Some of the changes introduced -- or in the draft stage -- by Mr Patel include the implementation of the 'Goonda Act' in a region almost bereft of crimes, and restrictions on animal slaughter. Then there is the proposed ban on people with more than two children from contesting panchayat elections. Locals are also reportedly upset over layoffs amid the pandemic.
A sign of Kerala's anger against these developments is the universal support for a resolution, likely to be passed in the state Assembly on May 31, against the 'reforms'.
"Kerala will have strong objections to what is happening in Lakshadweep. They are our brothers. It will be correct to have a resolution in Assembly in this regard," Chief Minister Pinarayi Vijayan said, referring to the state's centuries-old socio-cultural ties to the Union Territory.

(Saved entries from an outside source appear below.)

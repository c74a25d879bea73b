//! Configuration system for knapbench.
//!
//! Load benchmark configuration from TOML or YAML files to choose the
//! instance directory, resource limits and report outputs without code
//! changes.
//!
//! # Examples
//!
//! Load configuration from TOML string:
//!
//! ```
//! use knapbench_config::BenchmarkConfig;
//! use std::time::Duration;
//!
//! let config = BenchmarkConfig::from_toml_str(r#"
//!     name = "Nightly"
//!
//!     [instances]
//!     directory = "instances"
//!
//!     [limits]
//!     max_table_cells = 50_000_000
//!     instance_time_limit_seconds = 30
//!
//!     [output]
//!     csv = "DynamicAndGreedyCompare.csv"
//! "#).unwrap();
//!
//! assert_eq!(config.name, "Nightly");
//! assert_eq!(config.instances.extension, "txt");
//! assert_eq!(config.time_limit(), Some(Duration::from_secs(30)));
//! ```
//!
//! Use default config when file is missing, but not when it is malformed:
//!
//! ```
//! use knapbench_config::{BenchmarkConfig, ConfigError};
//!
//! let config = match BenchmarkConfig::load("/nonexistent/knapbench.toml") {
//!     Err(ConfigError::Io(err)) if err.kind() == std::io::ErrorKind::NotFound => {
//!         BenchmarkConfig::default()
//!     }
//!     other => other.unwrap(),
//! };
//! assert_eq!(config, BenchmarkConfig::default());
//! ```

use std::path::{Path, PathBuf};
use std::time::Duration;

use serde::{Deserialize, Serialize};
use thiserror::Error;

/// Default cap on DP table cells (800 MB of `u64` cells).
pub const DEFAULT_MAX_TABLE_CELLS: u64 = 100_000_000;

/// Configuration error
#[derive(Debug, Error)]
pub enum ConfigError {
    #[error("IO error: {0}")]
    Io(#[from] std::io::Error),

    #[error("TOML parse error: {0}")]
    Toml(#[from] toml::de::Error),

    #[error("YAML parse error: {0}")]
    Yaml(#[from] serde_yaml::Error),

    #[error("Invalid configuration: {0}")]
    Invalid(String),
}

/// Main benchmark configuration.
#[derive(Debug, Clone, PartialEq, Deserialize, Serialize)]
#[serde(default, rename_all = "snake_case")]
pub struct BenchmarkConfig {
    /// Benchmark name shown in reports.
    pub name: String,

    /// Where instances come from.
    pub instances: InstancesConfig,

    /// Per-instance resource limits.
    pub limits: LimitsConfig,

    /// Execution strategy.
    pub execution: ExecutionConfig,

    /// Report outputs.
    pub output: OutputConfig,
}

impl Default for BenchmarkConfig {
    fn default() -> Self {
        Self {
            name: "Knapsack Benchmark".to_string(),
            instances: InstancesConfig::default(),
            limits: LimitsConfig::default(),
            execution: ExecutionConfig::default(),
            output: OutputConfig::default(),
        }
    }
}

impl BenchmarkConfig {
    /// Creates a new default configuration with the given name.
    pub fn new(name: impl Into<String>) -> Self {
        Self {
            name: name.into(),
            ..Self::default()
        }
    }

    /// Loads configuration from a file, choosing the format by extension.
    ///
    /// `.yaml` and `.yml` files are read as YAML, anything else as TOML.
    ///
    /// # Errors
    ///
    /// Returns error if file doesn't exist or contains invalid TOML/YAML.
    pub fn load(path: impl AsRef<Path>) -> Result<Self, ConfigError> {
        let path = path.as_ref();
        match path.extension().and_then(|ext| ext.to_str()) {
            Some("yaml") | Some("yml") => Self::from_yaml_file(path),
            _ => Self::from_toml_file(path),
        }
    }

    /// Loads configuration from a TOML file.
    pub fn from_toml_file(path: impl AsRef<Path>) -> Result<Self, ConfigError> {
        let contents = std::fs::read_to_string(path)?;
        Self::from_toml_str(&contents)
    }

    /// Parses configuration from a TOML string.
    pub fn from_toml_str(s: &str) -> Result<Self, ConfigError> {
        Ok(toml::from_str(s)?)
    }

    /// Loads configuration from a YAML file.
    pub fn from_yaml_file(path: impl AsRef<Path>) -> Result<Self, ConfigError> {
        let contents = std::fs::read_to_string(path)?;
        Self::from_yaml_str(&contents)
    }

    /// Parses configuration from a YAML string.
    pub fn from_yaml_str(s: &str) -> Result<Self, ConfigError> {
        Ok(serde_yaml::from_str(s)?)
    }

    /// Sets the instance directory.
    pub fn with_instance_directory(mut self, directory: impl Into<PathBuf>) -> Self {
        self.instances.directory = directory.into();
        self
    }

    /// Sets the instance file extension (without the dot).
    pub fn with_extension(mut self, extension: impl Into<String>) -> Self {
        self.instances.extension = extension.into();
        self
    }

    /// Sets the DP table cell limit.
    pub fn with_max_table_cells(mut self, cells: u64) -> Self {
        self.limits.max_table_cells = Some(cells);
        self
    }

    /// Removes the DP table cell limit.
    pub fn without_table_limit(mut self) -> Self {
        self.limits.max_table_cells = None;
        self
    }

    /// Sets the per-instance time limit.
    pub fn with_time_limit_seconds(mut self, seconds: u64) -> Self {
        self.limits.instance_time_limit_seconds = Some(seconds);
        self
    }

    /// Processes instances in parallel.
    pub fn with_parallel(mut self, parallel: bool) -> Self {
        self.execution.parallel = parallel;
        self
    }

    /// Sets the number of unmeasured warmup solves per instance.
    pub fn with_warmup_count(mut self, count: usize) -> Self {
        self.execution.warmup_count = count;
        self
    }

    /// Sets the output path for CSV export.
    pub fn with_csv_output(mut self, path: impl Into<PathBuf>) -> Self {
        self.output.csv = Some(path.into());
        self
    }

    /// Sets the output path for the Markdown report.
    pub fn with_markdown_output(mut self, path: impl Into<PathBuf>) -> Self {
        self.output.markdown = Some(path.into());
        self
    }

    /// Sets the output path for JSON export.
    pub fn with_json_output(mut self, path: impl Into<PathBuf>) -> Self {
        self.output.json = Some(path.into());
        self
    }

    /// Returns the per-instance time limit, if configured.
    ///
    /// # Examples
    ///
    /// ```
    /// use knapbench_config::BenchmarkConfig;
    /// use std::time::Duration;
    ///
    /// let config = BenchmarkConfig::default().with_time_limit_seconds(5);
    /// assert_eq!(config.time_limit(), Some(Duration::from_secs(5)));
    /// assert_eq!(BenchmarkConfig::default().time_limit(), None);
    /// ```
    pub fn time_limit(&self) -> Option<Duration> {
        self.limits.time_limit()
    }

    /// Checks values that deserialize fine but cannot be used.
    pub fn validate(&self) -> Result<(), ConfigError> {
        if self.name.trim().is_empty() {
            return Err(ConfigError::Invalid("name must not be empty".to_string()));
        }
        let extension = &self.instances.extension;
        if extension.is_empty() || extension.starts_with('.') {
            return Err(ConfigError::Invalid(format!(
                "instances.extension must be non-empty and given without a leading dot, got {:?}",
                extension
            )));
        }
        if self.limits.max_table_cells == Some(0) {
            return Err(ConfigError::Invalid(
                "limits.max_table_cells must be positive".to_string(),
            ));
        }
        if self.limits.instance_time_limit_seconds == Some(0) {
            return Err(ConfigError::Invalid(
                "limits.instance_time_limit_seconds must be positive".to_string(),
            ));
        }
        Ok(())
    }
}

/// Instance discovery configuration.
#[derive(Debug, Clone, PartialEq, Eq, Deserialize, Serialize)]
#[serde(default, rename_all = "snake_case")]
pub struct InstancesConfig {
    /// Directory scanned for instance files.
    pub directory: PathBuf,

    /// File extension of instance files, without the dot.
    pub extension: String,
}

impl Default for InstancesConfig {
    fn default() -> Self {
        Self {
            directory: PathBuf::from("instances"),
            extension: "txt".to_string(),
        }
    }
}

/// Resource limits applied to every instance.
#[derive(Debug, Clone, PartialEq, Eq, Deserialize, Serialize)]
#[serde(default, rename_all = "snake_case")]
pub struct LimitsConfig {
    /// Maximum DP table cells; `None` disables the check.
    pub max_table_cells: Option<u64>,

    /// Wall-clock limit per instance, in seconds.
    pub instance_time_limit_seconds: Option<u64>,
}

impl Default for LimitsConfig {
    fn default() -> Self {
        Self {
            max_table_cells: Some(DEFAULT_MAX_TABLE_CELLS),
            instance_time_limit_seconds: None,
        }
    }
}

impl LimitsConfig {
    /// Returns the time limit as a Duration, if any.
    pub fn time_limit(&self) -> Option<Duration> {
        self.instance_time_limit_seconds.map(Duration::from_secs)
    }
}

/// Execution strategy.
#[derive(Debug, Clone, Default, PartialEq, Eq, Deserialize, Serialize)]
#[serde(default, rename_all = "snake_case")]
pub struct ExecutionConfig {
    /// Process independent instances on a thread pool.
    pub parallel: bool,

    /// Unmeasured solves of each solver before timing.
    pub warmup_count: usize,
}

/// Report output paths. Unset outputs are skipped.
#[derive(Debug, Clone, Default, PartialEq, Eq, Deserialize, Serialize)]
#[serde(default, rename_all = "snake_case")]
pub struct OutputConfig {
    pub csv: Option<PathBuf>,
    pub markdown: Option<PathBuf>,
    pub json: Option<PathBuf>,
}

impl OutputConfig {
    /// Returns true if no output is configured.
    pub fn is_empty(&self) -> bool {
        self.csv.is_none() && self.markdown.is_none() && self.json.is_none()
    }
}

Both the ruling Left Democratic Front (LDF) and the opposition United Democratic Front (UDF) have decided to send their delegations of MPs to Lakshadweep to study the ground situation. This could also be viewed as a show of support for the locals, a major section of whom have been voicing their opposition to the tweaks over the past many months.
However, neither front's team has got the administrative permit to visit Lakshadweep yet.

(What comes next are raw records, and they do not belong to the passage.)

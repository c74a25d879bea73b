//! Benchmarking framework for knapbench.
//!
//! This crate runs an exact solver and a heuristic solver over a batch of
//! knapsack instances, records both solutions with their timings, and exports
//! the results.
//!
//! # Overview
//!
//! The benchmarking framework allows you to:
//! - Enumerate instances from a directory (natural file-name order) or memory
//! - Compare both solvers per instance, with optional warmup runs
//! - Keep going when one instance is malformed or too large
//! - Export results to CSV, Markdown and JSON
//!
//! # Zero-Erasure Design
//!
//! The runner stores both solvers as type parameters, not trait objects.
//! Instance sources are the only dynamic seam.
//!
//! # Example
//!
//! ```
//! use knapbench_benchmark::{BenchmarkRunner, MarkdownReport, MemorySource};
//!
//! let source = MemorySource::new()
//!     .with_instance("inst1.txt", "3 50\n60 10\n100 20\n120 30")
//!     .with_instance("inst2.txt", "2 3\n10 2\n7 1");
//!
//! let report = BenchmarkRunner::new("Knapsack Benchmark")
//!     .with_warmup_count(1)
//!     .run(&source)
//!     .unwrap();
//!
//! assert_eq!(report.compared_count(), 2);
//! assert_eq!(report.heuristic_optimal_count(), 1);
//! assert!(MarkdownReport::to_string(&report).contains("| inst2.txt |"));
//! ```

mod error;
mod record;
mod report;
mod runner;
mod source;

pub use error::{BenchmarkError, SourceError};
pub use record::{BenchmarkReport, Comparison, ComparisonRecord, Failure, FailureKind, Outcome};
pub use report::{CsvExporter, JsonExporter, MarkdownReport};
pub use runner::BenchmarkRunner;
pub use source::{natural_cmp, DirectorySource, InstanceSource, MemorySource};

"We have asked them to move (an application). How long can they deny us permission?" asked VD Satheesan, Congress leader and the state's new Leader of the Opposition.

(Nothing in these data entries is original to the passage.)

//! Report generation for benchmark results.

use std::fmt::Write as _;
use std::fs;
use std::io::{self, Write};
use std::path::Path;

use serde::Serialize;

use crate::record::{BenchmarkReport, Outcome};

/// CSV exporter for benchmark reports.
///
/// One row per instance. Failed instances leave the solver columns empty
/// and fill the status and error columns.
///
/// # Example
///
/// ```
/// use knapbench_benchmark::{BenchmarkReport, CsvExporter};
///
/// let report = BenchmarkReport::new("Test", vec![]);
/// let csv = CsvExporter::to_string(&report);
/// assert!(csv.starts_with("Instance,Dynamic Execution Time"));
/// ```
pub struct CsvExporter;

impl CsvExporter {
    /// Column headers, in order.
    pub const HEADER: [&'static str; 10] = [
        "Instance",
        "Dynamic Execution Time",
        "Greedy Execution Time",
        "Algorithms Execution Time Difference",
        "Maximum Value (Dynamic)",
        "Maximum Value (Greedy)",
        "Selected Items (Dynamic)",
        "Selected Items (Greedy)",
        "Status",
        "Error",
    ];

    /// Exports the report to a CSV string.
    ///
    /// # Example
    ///
    /// ```
    /// use knapbench_benchmark::{BenchmarkRunner, CsvExporter, MemorySource};
    ///
    /// let source = MemorySource::new().with_instance("classic", "3 50\n60 10\n100 20\n120 30");
    /// let report = BenchmarkRunner::new("Test").run(&source).unwrap();
    ///
    /// let csv = CsvExporter::to_string(&report);
    /// assert!(csv.contains(",220,160,\"[1, 2]\",\"[0, 1]\",ok,"));
    /// ```
    pub fn to_string(report: &BenchmarkReport) -> String {
        let mut output = String::new();

        // Header
        writeln!(output, "{}", Self::HEADER.join(",")).unwrap();

        // Data rows
        for record in &report.records {
            let instance = csv_field(&record.instance);
            match &record.outcome {
                Outcome::Compared(c) => {
                    writeln!(
                        output,
                        "{},{:.9},{:.9},{:.9},{},{},{},{},ok,",
                        instance,
                        c.exact.duration_seconds(),
                        c.heuristic.duration_seconds(),
                        c.time_difference_seconds(),
                        c.exact.value,
                        c.heuristic.value,
                        csv_field(&format_selection(&c.exact.selected)),
                        csv_field(&format_selection(&c.heuristic.selected)),
                    )
                    .unwrap();
                }
                Outcome::Failed(f) => {
                    writeln!(
                        output,
                        "{},,,,,,,,{},{}",
                        instance,
                        f.kind,
                        csv_field(&f.message),
                    )
                    .unwrap();
                }
            }
        }

        output
    }

    /// Exports the report to a CSV file.
    pub fn to_file(report: &BenchmarkReport, path: impl AsRef<Path>) -> io::Result<()> {
        fs::write(path, Self::to_string(report))
    }

    /// Writes the report as CSV to a writer.
    pub fn write<W: Write>(report: &BenchmarkReport, mut writer: W) -> io::Result<()> {
        writer.write_all(Self::to_string(report).as_bytes())
    }
}

/// Markdown report generator.
///
/// Generates a human-readable summary and a per-instance table.
///
/// # Example
///
/// ```
/// use knapbench_benchmark::{BenchmarkReport, MarkdownReport};
///
/// let report = BenchmarkReport::new("Test", vec![]);
/// let md = MarkdownReport::to_string(&report);
/// assert!(md.contains("# Benchmark: Test"));
/// assert!(md.contains("*No instances benchmarked.*"));
/// ```
pub struct MarkdownReport;

impl MarkdownReport {
    /// Generates a Markdown report string.
    pub fn to_string(report: &BenchmarkReport) -> String {
        let mut output = String::new();

        // Title
        writeln!(output, "# Benchmark: {}", report.name).unwrap();
        writeln!(output).unwrap();

        // Metadata
        writeln!(output, "- **Instances**: {}", report.len()).unwrap();
        writeln!(output, "- **Compared**: {}", report.compared_count()).unwrap();
        writeln!(output, "- **Failed**: {}", report.failed_count()).unwrap();
        writeln!(output).unwrap();

        if report.is_empty() {
            writeln!(output, "*No instances benchmarked.*").unwrap();
            return output;
        }

        // Summary
        writeln!(output, "## Summary").unwrap();
        writeln!(output).unwrap();
        writeln!(output, "| Metric | Value |").unwrap();
        writeln!(output, "|--------|-------|").unwrap();
        writeln!(
            output,
            "| Total Dynamic Time | {:.3} ms |",
            report.total_exact_time().as_secs_f64() * 1000.0
        )
        .unwrap();
        writeln!(
            output,
            "| Total Greedy Time | {:.3} ms |",
            report.total_heuristic_time().as_secs_f64() * 1000.0
        )
        .unwrap();
        writeln!(
            output,
            "| Greedy Optimal | {} / {} |",
            report.heuristic_optimal_count(),
            report.compared_count()
        )
        .unwrap();
        if let Some(mean) = report.mean_approximation_ratio() {
            writeln!(output, "| Mean Greedy/Dynamic | {:.2}% |", mean * 100.0).unwrap();
        }
        if let Some(min) = report.min_approximation_ratio() {
            writeln!(output, "| Worst Greedy/Dynamic | {:.2}% |", min * 100.0).unwrap();
        }
        writeln!(output).unwrap();

        // Detailed results
        writeln!(output, "## Instances").unwrap();
        writeln!(output).unwrap();
        writeln!(
            output,
            "| Instance | Dynamic (ms) | Greedy (ms) | Diff (ms) | Dynamic Value | Greedy Value | Gap |"
        )
        .unwrap();
        writeln!(
            output,
            "|----------|--------------|-------------|-----------|---------------|--------------|-----|"
        )
        .unwrap();

        for record in &report.records {
            match &record.outcome {
                Outcome::Compared(c) => {
                    writeln!(
                        output,
                        "| {} | {:.3} | {:.3} | {:.3} | {} | {} | {} |",
                        md_cell(&record.instance),
                        c.exact.duration_seconds() * 1000.0,
                        c.heuristic.duration_seconds() * 1000.0,
                        c.time_difference_seconds() * 1000.0,
                        c.exact.value,
                        c.heuristic.value,
                        c.value_gap(),
                    )
                    .unwrap();
                }
                Outcome::Failed(f) => {
                    writeln!(
                        output,
                        "| {} | failed ({}): {} | | | | | |",
                        md_cell(&record.instance),
                        f.kind,
                        md_cell(&f.message),
                    )
                    .unwrap();
                }
            }
        }

        output
    }

    /// Writes the Markdown report to a file.
    pub fn to_file(report: &BenchmarkReport, path: impl AsRef<Path>) -> io::Result<()> {
        fs::write(path, Self::to_string(report))
    }

    /// Writes the Markdown report to a writer.
    pub fn write<W: Write>(report: &BenchmarkReport, mut writer: W) -> io::Result<()> {
        writer.write_all(Self::to_string(report).as_bytes())
    }
}

/// JSON exporter for benchmark reports.
///
/// # Example
///
/// ```
/// use knapbench_benchmark::{BenchmarkRunner, JsonExporter, MemorySource};
///
/// let source = MemorySource::new().with_instance("one", "1 5\n7 5");
/// let report = BenchmarkRunner::new("Test").run(&source).unwrap();
///
/// let json: serde_json::Value = serde_json::from_str(&JsonExporter::to_string(&report)).unwrap();
/// assert_eq!(json["records"][0]["exact"]["value"], 7);
/// ```
pub struct JsonExporter;

impl JsonExporter {
    /// Exports the report to a pretty-printed JSON string.
    pub fn to_string(report: &BenchmarkReport) -> String {
        // Plain structs of numbers and strings always serialize.
        serde_json::to_string_pretty(&JsonReport::from(report)).unwrap_or_default()
    }

    /// Exports the report to a JSON file.
    pub fn to_file(report: &BenchmarkReport, path: impl AsRef<Path>) -> io::Result<()> {
        let file = fs::File::create(path)?;
        Self::write(report, io::BufWriter::new(file))
    }

    /// Writes the report as JSON to a writer.
    pub fn write<W: Write>(report: &BenchmarkReport, mut writer: W) -> io::Result<()> {
        serde_json::to_writer_pretty(&mut writer, &JsonReport::from(report))?;
        writeln!(writer)?;
        writer.flush()
    }
}

#[derive(Serialize)]
struct JsonReport<'a> {
    name: &'a str,
    compared: usize,
    failed: usize,
    records: Vec<JsonRecord<'a>>,
}

#[derive(Serialize)]
struct JsonRecord<'a> {
    instance: &'a str,
    status: &'static str,
    #[serde(skip_serializing_if = "Option::is_none")]
    item_count: Option<usize>,
    #[serde(skip_serializing_if = "Option::is_none")]
    capacity: Option<u64>,
    #[serde(skip_serializing_if = "Option::is_none")]
    exact: Option<JsonSolution<'a>>,
    #[serde(skip_serializing_if = "Option::is_none")]
    heuristic: Option<JsonSolution<'a>>,
    #[serde(skip_serializing_if = "Option::is_none")]
    time_difference_seconds: Option<f64>,
    #[serde(skip_serializing_if = "Option::is_none")]
    error_kind: Option<&'static str>,
    #[serde(skip_serializing_if = "Option::is_none")]
    error: Option<&'a str>,
}

#[derive(Serialize)]
struct JsonSolution<'a> {
    solver: &'static str,
    value: u64,
    selected: &'a [usize],
    duration_seconds: f64,
}

impl<'a> From<&'a knapbench_core::Solution> for JsonSolution<'a> {
    fn from(solution: &'a knapbench_core::Solution) -> Self {
        Self {
            solver: solution.solver,
            value: solution.value,
            selected: &solution.selected,
            duration_seconds: solution.duration_seconds(),
        }
    }
}

impl<'a> From<&'a BenchmarkReport> for JsonReport<'a> {
    fn from(report: &'a BenchmarkReport) -> Self {
        let records = report
            .records
            .iter()
            .map(|record| match &record.outcome {
                Outcome::Compared(c) => JsonRecord {
                    instance: &record.instance,
                    status: "ok",
                    item_count: Some(c.item_count),
                    capacity: Some(c.capacity),
                    exact: Some(JsonSolution::from(&c.exact)),
                    heuristic: Some(JsonSolution::from(&c.heuristic)),
                    time_difference_seconds: Some(c.time_difference_seconds()),
                    error_kind: None,
                    error: None,
                },
                Outcome::Failed(f) => JsonRecord {
                    instance: &record.instance,
                    status: "failed",
                    item_count: None,
                    capacity: None,
                    exact: None,
                    heuristic: None,
                    time_difference_seconds: None,
                    error_kind: Some(f.kind.as_str()),
                    error: Some(&f.message),
                },
            })
            .collect();

        Self {
            name: &report.name,
            compared: report.compared_count(),
            failed: report.failed_count(),
            records,
        }
    }
}

/// Formats a selection as `[0, 4, 9]`.
fn format_selection(selected: &[usize]) -> String {
    let items: Vec<String> = selected.iter().map(usize::to_string).collect();
    format!("[{}]", items.join(", "))
}

/// Quotes a CSV field when it contains a separator, quote or newline.
fn csv_field(value: &str) -> String {
    if value.contains([',', '"', '\n', '\r']) {
        format!("\"{}\"", value.replace('"', "\"\""))
    } else {
        value.to_string()
    }
}

fn md_cell(value: &str) -> String {
    value.replace('|', "\\|").replace('\n', " ")
}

The CPI(M), which heads the LDF, will hold protests before the Lakshadweep administration's offices in Kochi and Beypore, Kozhikode on May 31. Another will be held before the Raj Bhavan in Thiruvananthapuram on June 2. The next day, the party's protests will spread to the various central govt offices in the state.
Besides the state's leaders, opposition has also come from Congress leader Rahul Gandhi, Tamil Nadu Chief Minister MK Stalin, and NCP chief Sharad Pawar.
Like the Kerala veterans, they have demanded the recall of Mr Patel as administrator and sought Prime Minister Narendra Modi's intervention to end the agitation.
Lakshadweep Collector Asker Ali, meanwhile, rebutted all allegations against the administration, calling them "targeted misinformation".
"Lakshadweep is very peaceful. Very few law and order cases are emerging. We are planning on holistic development like in Maldives," Mr Ali said during a press conference in Kochi yesterday.
However, he also obliquely justified the controversial changes saying the island group must be prepared for emergent situations.
"From strategic situation, Lakshadweep is very important. And we cannot go only by past experience. We have to also go by present emerging situations and future expectations," he said.